Here is a church much as I remembered it! A church charming and cheery despite the cheese of green decay which now impregnates its stones. In this church silent you can sit and hear the wind, a-feared as God Himself intended by the howling of the wind which did in centuries past cast down the spire of Norwich on St Maurus day.
In this damp room of sanctuary sleepy let settle your eyes in the gloom and touch those things my fingers brushed in centuries gone by. A sad remnant of a decorated carving – a rood screen perhaps long gone? Glass glistening and gold in places growing older and more faint by the years as Godless and unholy men predate the world without.
Yet more bench ends beckon and these beguile as well they should. Chanting singers sweetly sound in silence, four in a row; on another a Landsckecht, loosely ribboned loiters ready to work for whosoever wafts coin his way. Headless creatures hunted by the horrid in puritan times are hacked to faceless now, their forms only faring better through lack of subsequent protrusion. And finally, chance a man from China? No – this praying penitent points palms upwards as pigtail pony-like points back; a headdress of more humble times harks in the silence of the stones and tiles.
Let us leave these places now to sleep some more and centuries see out.

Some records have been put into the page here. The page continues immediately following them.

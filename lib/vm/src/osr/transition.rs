//! Moving a running frame onto its OSR variant.
//!
//! The OSR variant is compiled to take over the frame of the original
//! method as it is: it expects the original stack and frame pointers, and
//! the callee-saved registers of the original method's caller. Building
//! that context means unwinding out of the patchpoint helper to the
//! original frame, remembering its SP and FP, unwinding once more to get
//! the caller's registers, and then putting SP and FP back.

use crate::code_registry::CodeManager;
use crate::memory::StackMemory;
use crate::unwinder::{
    NativeUnwinder, compute_caller_context, virtual_unwind_to_first_managed_call_frame,
};
use stackcrawl_types::{OsrError, RegisterContext, UnwindError};

cfg_if::cfg_if! {
    if #[cfg(target_arch = "x86_64")] {
        /// Bytes subtracted from the original SP so the OSR variant sees the
        /// misalignment a call leaves behind.
        pub const OSR_ENTRY_SP_ADJUSTMENT: u64 = 8;
    } else {
        /// Bytes subtracted from the original SP so the OSR variant sees the
        /// misalignment a call leaves behind.
        pub const OSR_ENTRY_SP_ADJUSTMENT: u64 = 0;
    }
}

/// The context an OSR variant is entered with.
#[derive(Copy, Clone, Debug, PartialEq, Eq)]
pub struct TransitionPlan {
    /// Registers to restore.
    pub context: RegisterContext,
    /// Stack pointer of the original frame.
    pub original_sp: u64,
    /// Frame pointer of the original frame.
    pub original_fp: u64,
}

/// Builds the entry context of the OSR variant at `osr_entry`.
///
/// `helper_context` holds the registers at entry to the patchpoint helper,
/// which must have been called from the original method with return
/// address `patchpoint_ip`.
pub fn prepare_transition(
    code: &dyn CodeManager,
    native: &dyn NativeUnwinder,
    memory: &dyn StackMemory,
    helper_context: RegisterContext,
    patchpoint_ip: u64,
    osr_entry: u64,
) -> Result<TransitionPlan, OsrError> {
    let mut ctx = helper_context;
    virtual_unwind_to_first_managed_call_frame(&mut ctx, code, native, memory)?;

    let original_sp = ctx.sp();
    let original_fp = ctx.fp();
    if ctx.ip != patchpoint_ip {
        return Err(OsrError::UnexpectedContextIp {
            expected: patchpoint_ip,
            actual: ctx.ip,
        });
    }

    let region = code
        .lookup(ctx.ip)
        .ok_or(OsrError::NotManagedCode { pc: ctx.ip })?;
    let info = region.method_info().map_err(UnwindError::from)?;
    let mut entry = compute_caller_context(&ctx, info, memory, false)?;

    let mut sp = original_sp;
    if OSR_ENTRY_SP_ADJUSTMENT != 0 {
        if sp % 16 != 0 {
            return Err(OsrError::MisalignedFrame { sp });
        }
        sp -= OSR_ENTRY_SP_ADJUSTMENT;
        if entry.ssp != 0 {
            entry.ssp -= OSR_ENTRY_SP_ADJUSTMENT;
        }
    }
    entry.set_fp(original_fp);
    entry.set_sp(sp);
    entry.ip = osr_entry;
    entry.exception_active = false;

    Ok(TransitionPlan {
        context: entry,
        original_sp,
        original_fp,
    })
}

/// Resumes execution from a register context.
pub trait ContextRestorer: Send + Sync {
    /// Loads `context` into the machine and jumps to its instruction pointer.
    fn restore(&self, context: &RegisterContext) -> !;
}

/// Performs the transition described by `plan`.
pub fn transition(plan: &TransitionPlan, restorer: &dyn ContextRestorer) -> ! {
    tracing::debug!(
        ip = plan.context.ip,
        sp = plan.context.sp(),
        fp = plan.context.fp(),
        "transitioning to OSR variant"
    );
    restorer.restore(&plan.context)
}

/// Restores the callee-saved registers, SP and IP of the current thread.
///
/// Scratch registers are not restored: the OSR variant is entered as if
/// called, so it assumes nothing about them.
#[derive(Copy, Clone, Debug, Default)]
pub struct NativeContextRestorer;

#[cfg(all(target_arch = "x86_64", unix))]
mod native {
    use stackcrawl_types::{GPR, RegisterContext};

    #[repr(C)]
    struct NonvolatileState {
        rbx: u64,
        rbp: u64,
        r12: u64,
        r13: u64,
        r14: u64,
        r15: u64,
        rsp: u64,
        rip: u64,
    }

    /// # Safety
    ///
    /// `context` must describe a frame the OSR variant can run on.
    pub(super) unsafe fn restore(context: &RegisterContext) -> ! {
        let state = NonvolatileState {
            rbx: context.get(GPR::RBX),
            rbp: context.get(GPR::RBP),
            r12: context.get(GPR::R12),
            r13: context.get(GPR::R13),
            r14: context.get(GPR::R14),
            r15: context.get(GPR::R15),
            rsp: context.sp(),
            rip: context.ip,
        };
        unsafe {
            core::arch::asm!(
                "mov rbx, [rax]",
                "mov rbp, [rax + 8]",
                "mov r12, [rax + 16]",
                "mov r13, [rax + 24]",
                "mov r14, [rax + 32]",
                "mov r15, [rax + 40]",
                "mov rsp, [rax + 48]",
                "jmp qword ptr [rax + 56]",
                in("rax") &state as *const NonvolatileState,
                options(noreturn),
            )
        }
    }
}

impl ContextRestorer for NativeContextRestorer {
    #[cfg(all(target_arch = "x86_64", unix))]
    fn restore(&self, context: &RegisterContext) -> ! {
        // SAFETY: the context was built by `prepare_transition` from the
        // current thread's own stack.
        unsafe { native::restore(context) }
    }

    #[cfg(not(all(target_arch = "x86_64", unix)))]
    fn restore(&self, _context: &RegisterContext) -> ! {
        crate::fatal::fail_fast(crate::fatal::FatalError::Unreachable(
            "no native context restorer for this target",
        ))
    }
}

It saddens me to think them sentinels of a silent age but still they stand and stoutly too, carrying their message to newer people long after I have left these lands and am but dust upon the earth.
In fields which still to me are there
from times when last I walked
I visited them once again to stare
And still to me they talked

At Abbotsham, one of a number of such designs in other churches in Devon – a man bent double for all time

Death at Abbotsham – the scythe had long since gone although parts of it remain if you look carefully

This image shows craftsmens’ tools carved into a bench end at Abbotsham. These may be connected to the Passion

This bench end appears to have been cut into pieces – there are two other portions elsewhere in the church

An image of a renaissance German mercenary or landsknecht. It is interesting that the person who carved this must have travelled abroad.